What you have to do: Which lines below contain the word "poisoned"? Copy each one.

Data extracts:
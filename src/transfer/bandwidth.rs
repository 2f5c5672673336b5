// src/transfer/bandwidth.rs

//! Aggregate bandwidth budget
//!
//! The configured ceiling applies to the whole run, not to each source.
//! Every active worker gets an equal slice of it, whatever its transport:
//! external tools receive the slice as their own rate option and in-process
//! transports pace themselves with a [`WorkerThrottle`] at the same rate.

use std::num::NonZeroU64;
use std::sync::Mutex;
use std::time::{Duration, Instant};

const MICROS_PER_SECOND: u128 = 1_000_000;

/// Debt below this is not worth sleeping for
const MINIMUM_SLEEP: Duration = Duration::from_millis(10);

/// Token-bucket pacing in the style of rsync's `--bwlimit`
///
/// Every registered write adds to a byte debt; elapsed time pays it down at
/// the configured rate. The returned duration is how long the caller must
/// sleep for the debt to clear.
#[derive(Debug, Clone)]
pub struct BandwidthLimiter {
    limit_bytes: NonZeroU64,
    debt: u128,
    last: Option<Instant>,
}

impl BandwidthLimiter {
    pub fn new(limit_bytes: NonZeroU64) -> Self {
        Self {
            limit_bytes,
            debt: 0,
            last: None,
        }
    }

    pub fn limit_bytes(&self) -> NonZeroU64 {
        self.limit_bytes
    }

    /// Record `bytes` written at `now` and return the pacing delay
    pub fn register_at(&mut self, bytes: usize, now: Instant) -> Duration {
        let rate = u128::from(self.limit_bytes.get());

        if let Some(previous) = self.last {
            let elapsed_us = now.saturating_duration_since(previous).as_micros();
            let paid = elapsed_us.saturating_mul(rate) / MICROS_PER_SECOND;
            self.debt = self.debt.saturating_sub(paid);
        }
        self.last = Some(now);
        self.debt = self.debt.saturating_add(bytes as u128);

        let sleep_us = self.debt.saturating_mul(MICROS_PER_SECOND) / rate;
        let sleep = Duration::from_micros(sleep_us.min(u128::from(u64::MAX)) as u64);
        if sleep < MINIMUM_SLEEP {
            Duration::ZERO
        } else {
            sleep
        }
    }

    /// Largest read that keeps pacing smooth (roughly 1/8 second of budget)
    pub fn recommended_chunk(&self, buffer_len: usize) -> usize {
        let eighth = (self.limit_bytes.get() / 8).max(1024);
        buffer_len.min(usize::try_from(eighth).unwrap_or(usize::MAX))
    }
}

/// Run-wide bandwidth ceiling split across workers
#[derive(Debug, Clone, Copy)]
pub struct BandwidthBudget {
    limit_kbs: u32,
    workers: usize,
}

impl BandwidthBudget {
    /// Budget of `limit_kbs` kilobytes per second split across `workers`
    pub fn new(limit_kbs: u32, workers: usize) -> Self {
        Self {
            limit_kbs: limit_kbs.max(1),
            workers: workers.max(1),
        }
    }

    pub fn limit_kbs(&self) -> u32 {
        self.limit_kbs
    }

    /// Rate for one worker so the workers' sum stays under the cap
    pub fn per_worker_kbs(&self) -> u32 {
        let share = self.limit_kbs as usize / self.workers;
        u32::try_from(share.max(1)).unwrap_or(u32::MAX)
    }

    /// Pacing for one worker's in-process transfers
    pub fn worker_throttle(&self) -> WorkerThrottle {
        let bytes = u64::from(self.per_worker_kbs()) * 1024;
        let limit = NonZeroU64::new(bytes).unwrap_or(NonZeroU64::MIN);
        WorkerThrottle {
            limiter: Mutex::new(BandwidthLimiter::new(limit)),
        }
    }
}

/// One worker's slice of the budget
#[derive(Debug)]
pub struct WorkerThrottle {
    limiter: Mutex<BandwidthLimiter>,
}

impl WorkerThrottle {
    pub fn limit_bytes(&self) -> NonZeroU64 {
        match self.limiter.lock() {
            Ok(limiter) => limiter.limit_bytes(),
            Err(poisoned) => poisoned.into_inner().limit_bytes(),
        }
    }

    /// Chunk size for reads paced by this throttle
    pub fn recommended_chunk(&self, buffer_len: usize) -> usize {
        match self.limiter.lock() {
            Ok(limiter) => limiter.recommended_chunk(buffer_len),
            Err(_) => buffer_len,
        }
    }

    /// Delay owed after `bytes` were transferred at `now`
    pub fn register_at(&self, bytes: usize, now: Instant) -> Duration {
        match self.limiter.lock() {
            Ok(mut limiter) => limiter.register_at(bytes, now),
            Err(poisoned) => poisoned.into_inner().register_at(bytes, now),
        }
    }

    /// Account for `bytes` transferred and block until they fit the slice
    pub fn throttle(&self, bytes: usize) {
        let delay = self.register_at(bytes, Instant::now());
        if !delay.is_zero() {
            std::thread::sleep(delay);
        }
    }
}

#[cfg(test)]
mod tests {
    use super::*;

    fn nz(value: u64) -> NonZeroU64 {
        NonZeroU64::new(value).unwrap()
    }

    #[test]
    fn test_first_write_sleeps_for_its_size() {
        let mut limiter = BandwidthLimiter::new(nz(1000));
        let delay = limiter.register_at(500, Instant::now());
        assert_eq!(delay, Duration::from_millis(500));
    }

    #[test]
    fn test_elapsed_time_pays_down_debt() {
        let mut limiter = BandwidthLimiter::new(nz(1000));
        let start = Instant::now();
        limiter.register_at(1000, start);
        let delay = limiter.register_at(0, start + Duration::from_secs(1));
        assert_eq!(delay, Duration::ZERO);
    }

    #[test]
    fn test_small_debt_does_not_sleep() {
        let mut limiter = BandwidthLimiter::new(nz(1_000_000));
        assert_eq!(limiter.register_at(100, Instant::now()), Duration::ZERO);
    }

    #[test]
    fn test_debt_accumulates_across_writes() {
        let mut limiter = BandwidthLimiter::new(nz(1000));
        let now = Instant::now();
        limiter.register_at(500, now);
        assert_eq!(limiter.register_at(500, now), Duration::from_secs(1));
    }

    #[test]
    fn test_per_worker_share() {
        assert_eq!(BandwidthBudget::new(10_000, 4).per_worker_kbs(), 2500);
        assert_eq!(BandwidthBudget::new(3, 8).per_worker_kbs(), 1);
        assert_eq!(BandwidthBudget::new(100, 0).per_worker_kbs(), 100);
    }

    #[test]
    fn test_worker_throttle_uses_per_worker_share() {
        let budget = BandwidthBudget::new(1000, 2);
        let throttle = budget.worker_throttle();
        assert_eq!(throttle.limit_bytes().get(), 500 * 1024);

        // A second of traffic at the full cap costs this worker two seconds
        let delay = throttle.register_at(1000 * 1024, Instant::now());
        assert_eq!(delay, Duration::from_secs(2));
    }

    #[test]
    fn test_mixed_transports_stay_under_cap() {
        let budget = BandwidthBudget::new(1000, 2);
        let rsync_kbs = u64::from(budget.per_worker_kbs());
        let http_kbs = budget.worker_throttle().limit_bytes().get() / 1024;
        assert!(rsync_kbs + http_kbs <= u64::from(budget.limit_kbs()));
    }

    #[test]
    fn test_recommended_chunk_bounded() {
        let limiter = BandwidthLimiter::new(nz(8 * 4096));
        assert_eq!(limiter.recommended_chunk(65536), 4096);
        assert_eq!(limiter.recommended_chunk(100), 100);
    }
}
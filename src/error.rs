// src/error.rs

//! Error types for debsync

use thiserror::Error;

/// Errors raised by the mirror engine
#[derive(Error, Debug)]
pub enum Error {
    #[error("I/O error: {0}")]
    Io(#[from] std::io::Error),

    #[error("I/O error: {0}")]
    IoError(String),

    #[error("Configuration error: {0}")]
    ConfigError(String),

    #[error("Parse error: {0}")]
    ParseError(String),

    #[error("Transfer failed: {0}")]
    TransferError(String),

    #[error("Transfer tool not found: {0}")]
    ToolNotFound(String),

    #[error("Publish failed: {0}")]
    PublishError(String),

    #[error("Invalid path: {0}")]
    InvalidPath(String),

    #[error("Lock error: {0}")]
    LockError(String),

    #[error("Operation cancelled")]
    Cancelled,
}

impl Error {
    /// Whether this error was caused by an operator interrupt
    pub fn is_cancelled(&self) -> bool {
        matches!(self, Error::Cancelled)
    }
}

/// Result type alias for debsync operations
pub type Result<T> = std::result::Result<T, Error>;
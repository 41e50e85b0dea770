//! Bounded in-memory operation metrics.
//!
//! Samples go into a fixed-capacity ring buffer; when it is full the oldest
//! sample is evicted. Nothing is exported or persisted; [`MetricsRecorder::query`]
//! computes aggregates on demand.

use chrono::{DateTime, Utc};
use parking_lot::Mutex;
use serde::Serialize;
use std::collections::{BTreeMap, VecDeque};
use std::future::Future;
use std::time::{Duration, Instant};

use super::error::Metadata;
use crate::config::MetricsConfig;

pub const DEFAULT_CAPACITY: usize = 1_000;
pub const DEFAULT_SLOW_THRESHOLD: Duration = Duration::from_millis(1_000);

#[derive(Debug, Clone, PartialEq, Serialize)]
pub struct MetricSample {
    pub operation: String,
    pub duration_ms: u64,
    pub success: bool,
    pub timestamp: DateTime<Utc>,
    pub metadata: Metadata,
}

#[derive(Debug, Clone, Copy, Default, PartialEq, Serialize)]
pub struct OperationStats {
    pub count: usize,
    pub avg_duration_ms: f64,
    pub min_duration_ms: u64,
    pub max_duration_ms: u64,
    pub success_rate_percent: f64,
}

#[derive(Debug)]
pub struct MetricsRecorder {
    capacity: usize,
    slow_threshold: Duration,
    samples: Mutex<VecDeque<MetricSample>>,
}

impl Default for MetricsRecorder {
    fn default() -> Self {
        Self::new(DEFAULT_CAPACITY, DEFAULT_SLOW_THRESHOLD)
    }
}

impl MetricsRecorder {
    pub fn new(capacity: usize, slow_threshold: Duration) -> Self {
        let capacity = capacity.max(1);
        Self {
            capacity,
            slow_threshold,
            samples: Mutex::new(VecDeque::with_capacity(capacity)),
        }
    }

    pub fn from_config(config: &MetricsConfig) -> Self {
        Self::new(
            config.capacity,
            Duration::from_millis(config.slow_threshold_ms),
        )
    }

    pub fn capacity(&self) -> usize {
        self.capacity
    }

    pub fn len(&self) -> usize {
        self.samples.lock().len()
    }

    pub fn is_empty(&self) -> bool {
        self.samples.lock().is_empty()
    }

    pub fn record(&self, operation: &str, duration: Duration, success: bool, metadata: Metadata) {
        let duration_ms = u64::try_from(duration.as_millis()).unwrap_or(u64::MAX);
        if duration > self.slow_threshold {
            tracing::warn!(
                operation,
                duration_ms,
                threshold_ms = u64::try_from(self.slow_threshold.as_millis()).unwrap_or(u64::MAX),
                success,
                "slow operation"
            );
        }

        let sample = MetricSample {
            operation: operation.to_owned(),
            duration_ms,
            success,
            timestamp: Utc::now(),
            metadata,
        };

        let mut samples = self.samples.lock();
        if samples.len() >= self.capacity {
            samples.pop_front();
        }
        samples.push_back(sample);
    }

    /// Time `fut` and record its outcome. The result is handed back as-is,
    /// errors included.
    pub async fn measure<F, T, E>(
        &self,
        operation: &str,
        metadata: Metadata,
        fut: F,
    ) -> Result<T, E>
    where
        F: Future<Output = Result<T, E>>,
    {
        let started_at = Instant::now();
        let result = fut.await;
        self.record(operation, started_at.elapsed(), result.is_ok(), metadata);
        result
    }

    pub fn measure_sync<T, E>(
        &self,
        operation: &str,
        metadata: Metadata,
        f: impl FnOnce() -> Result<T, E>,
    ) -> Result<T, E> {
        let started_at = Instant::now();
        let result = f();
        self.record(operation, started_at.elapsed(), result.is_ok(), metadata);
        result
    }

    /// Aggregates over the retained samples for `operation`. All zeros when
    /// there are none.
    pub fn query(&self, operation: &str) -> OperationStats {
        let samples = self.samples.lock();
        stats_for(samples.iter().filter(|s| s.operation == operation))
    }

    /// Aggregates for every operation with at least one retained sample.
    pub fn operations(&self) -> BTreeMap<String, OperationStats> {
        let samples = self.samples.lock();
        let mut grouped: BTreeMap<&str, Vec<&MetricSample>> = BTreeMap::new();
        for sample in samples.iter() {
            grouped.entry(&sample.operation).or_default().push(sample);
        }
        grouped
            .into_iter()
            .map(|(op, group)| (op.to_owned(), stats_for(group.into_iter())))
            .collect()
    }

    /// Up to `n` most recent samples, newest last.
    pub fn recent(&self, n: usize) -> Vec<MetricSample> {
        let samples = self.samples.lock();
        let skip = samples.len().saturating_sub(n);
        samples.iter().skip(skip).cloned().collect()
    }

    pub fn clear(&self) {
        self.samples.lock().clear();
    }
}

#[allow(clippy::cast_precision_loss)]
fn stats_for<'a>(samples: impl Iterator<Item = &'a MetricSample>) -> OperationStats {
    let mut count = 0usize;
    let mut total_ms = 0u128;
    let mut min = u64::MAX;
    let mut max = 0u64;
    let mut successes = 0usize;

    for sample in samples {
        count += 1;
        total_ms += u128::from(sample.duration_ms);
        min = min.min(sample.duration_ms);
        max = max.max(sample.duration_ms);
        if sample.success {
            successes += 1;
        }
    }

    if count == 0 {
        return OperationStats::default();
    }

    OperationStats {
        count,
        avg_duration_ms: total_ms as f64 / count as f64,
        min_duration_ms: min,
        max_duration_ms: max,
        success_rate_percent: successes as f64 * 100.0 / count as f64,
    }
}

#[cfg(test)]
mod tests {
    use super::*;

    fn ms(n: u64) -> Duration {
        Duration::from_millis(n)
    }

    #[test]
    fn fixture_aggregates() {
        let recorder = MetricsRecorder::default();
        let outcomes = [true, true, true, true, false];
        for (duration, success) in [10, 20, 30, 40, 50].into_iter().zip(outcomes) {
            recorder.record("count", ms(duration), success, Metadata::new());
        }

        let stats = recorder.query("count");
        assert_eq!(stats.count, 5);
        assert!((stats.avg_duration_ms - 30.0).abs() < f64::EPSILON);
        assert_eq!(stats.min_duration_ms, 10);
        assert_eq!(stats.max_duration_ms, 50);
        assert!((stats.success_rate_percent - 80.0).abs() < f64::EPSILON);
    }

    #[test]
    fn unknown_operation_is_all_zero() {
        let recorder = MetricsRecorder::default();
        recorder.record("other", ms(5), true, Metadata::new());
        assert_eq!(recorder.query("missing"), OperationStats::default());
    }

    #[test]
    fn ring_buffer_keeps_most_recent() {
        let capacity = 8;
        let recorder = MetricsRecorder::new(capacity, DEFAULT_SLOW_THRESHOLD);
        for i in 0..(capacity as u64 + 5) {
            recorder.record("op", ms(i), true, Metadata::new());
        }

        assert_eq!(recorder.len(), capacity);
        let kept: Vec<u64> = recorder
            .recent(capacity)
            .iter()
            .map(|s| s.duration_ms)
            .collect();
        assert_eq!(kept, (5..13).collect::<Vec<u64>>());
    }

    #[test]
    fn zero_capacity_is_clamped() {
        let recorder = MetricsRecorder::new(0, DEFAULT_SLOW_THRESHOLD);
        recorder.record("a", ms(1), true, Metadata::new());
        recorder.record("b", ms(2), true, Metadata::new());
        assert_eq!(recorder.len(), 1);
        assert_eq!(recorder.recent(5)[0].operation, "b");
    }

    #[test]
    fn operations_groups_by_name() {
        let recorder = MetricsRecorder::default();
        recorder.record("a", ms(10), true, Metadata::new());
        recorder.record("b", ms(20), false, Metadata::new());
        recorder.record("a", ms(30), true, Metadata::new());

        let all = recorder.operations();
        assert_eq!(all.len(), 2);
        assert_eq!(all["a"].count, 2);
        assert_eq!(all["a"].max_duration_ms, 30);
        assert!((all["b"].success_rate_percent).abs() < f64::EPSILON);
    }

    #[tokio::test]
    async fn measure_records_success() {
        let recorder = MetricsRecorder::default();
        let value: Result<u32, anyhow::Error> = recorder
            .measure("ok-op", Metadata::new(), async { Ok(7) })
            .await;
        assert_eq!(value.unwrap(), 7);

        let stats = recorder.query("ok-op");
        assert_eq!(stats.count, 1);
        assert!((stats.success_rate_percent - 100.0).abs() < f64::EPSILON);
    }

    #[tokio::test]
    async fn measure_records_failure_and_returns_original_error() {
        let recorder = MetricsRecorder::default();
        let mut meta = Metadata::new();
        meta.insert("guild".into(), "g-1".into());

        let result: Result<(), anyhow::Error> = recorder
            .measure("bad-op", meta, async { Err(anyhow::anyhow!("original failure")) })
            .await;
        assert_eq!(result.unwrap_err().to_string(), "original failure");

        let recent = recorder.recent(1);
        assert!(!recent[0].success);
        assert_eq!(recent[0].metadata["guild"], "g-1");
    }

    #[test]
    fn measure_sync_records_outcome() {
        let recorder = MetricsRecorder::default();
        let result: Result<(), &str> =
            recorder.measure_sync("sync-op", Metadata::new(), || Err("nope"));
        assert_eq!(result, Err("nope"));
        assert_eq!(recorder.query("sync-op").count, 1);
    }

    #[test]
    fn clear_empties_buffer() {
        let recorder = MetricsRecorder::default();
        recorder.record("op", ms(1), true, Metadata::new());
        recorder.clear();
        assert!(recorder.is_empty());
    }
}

Response to the exercise:
            Err(poisoned) => poisoned.into_inner().limit_bytes(),
            Err(poisoned) => poisoned.into_inner().register_at(bytes, now),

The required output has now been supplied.